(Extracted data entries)
Start of Block
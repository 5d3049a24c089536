use anyhow::Result;
use async_trait::async_trait;
use minter_common::{
    MintError, Network, TxHash,
    collaborators::{MintReceipt, Notifier},
};
use tracing::{error, info};

/// Explorer page for a transaction
pub fn cardanoscan_link(network: Network, tx_hash: &TxHash) -> String {
    let prefix = match network {
        Network::Mainnet => "",
        Network::Preview => "preview.",
        Network::Preprod => "preprod.",
    };
    format!("https://{prefix}cardanoscan.io/transaction/{tx_hash}")
}

/// Reports outcomes in the log
pub struct LogNotifier;

#[async_trait]
impl Notifier for LogNotifier {
    async fn success(&self, receipt: &MintReceipt) -> Result<()> {
        info!(
            "Minted to {}: {}",
            receipt.payment_address,
            cardanoscan_link(receipt.network, &receipt.tx_hash)
        );
        Ok(())
    }

    async fn failure(&self, error: &MintError) -> Result<()> {
        error!("Mint failed: {error}");
        Ok(())
    }
}
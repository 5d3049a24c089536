use anyhow::{bail, Result};

pub type RationalNumber = num_rational::Ratio<u64>;

/// Express a decimal price over a fixed denominator, rounding to the nearest
/// numerator. Parameter services publish unit prices as floats which are only
/// meaningful to a fixed number of decimal places.
pub fn rational_number_over(f: f64, denominator: u64) -> Result<RationalNumber> {
    if !f.is_finite() || f < 0.0 {
        bail!("Cannot convert {f} to Rational");
    }
    if denominator == 0 {
        bail!("Zero denominator");
    }
    let numerator = (f * denominator as f64).round();
    if numerator > u64::MAX as f64 {
        bail!("{f} is too large for a Rational over {denominator}");
    }
    Ok(RationalNumber::new(numerator as u64, denominator))
}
End of Block
(PROBLEM REQUIREMENTS)
Your answer must be the line containing "which are only" and every line after it through the end of the records above, reproduced exactly and alone.

(EXPECTED ANSWER)
/// numerator. Parameter services publish unit prices as floats which are only
/// meaningful to a fixed number of decimal places.
pub fn rational_number_over(f: f64, denominator: u64) -> Result<RationalNumber> {
    if !f.is_finite() || f < 0.0 {
        bail!("Cannot convert {f} to Rational");
    }
    if denominator == 0 {
        bail!("Zero denominator");
    }
    let numerator = (f * denominator as f64).round();
    if numerator > u64::MAX as f64 {
        bail!("{f} is too large for a Rational over {denominator}");
    }
    Ok(RationalNumber::new(numerator as u64, denominator))
}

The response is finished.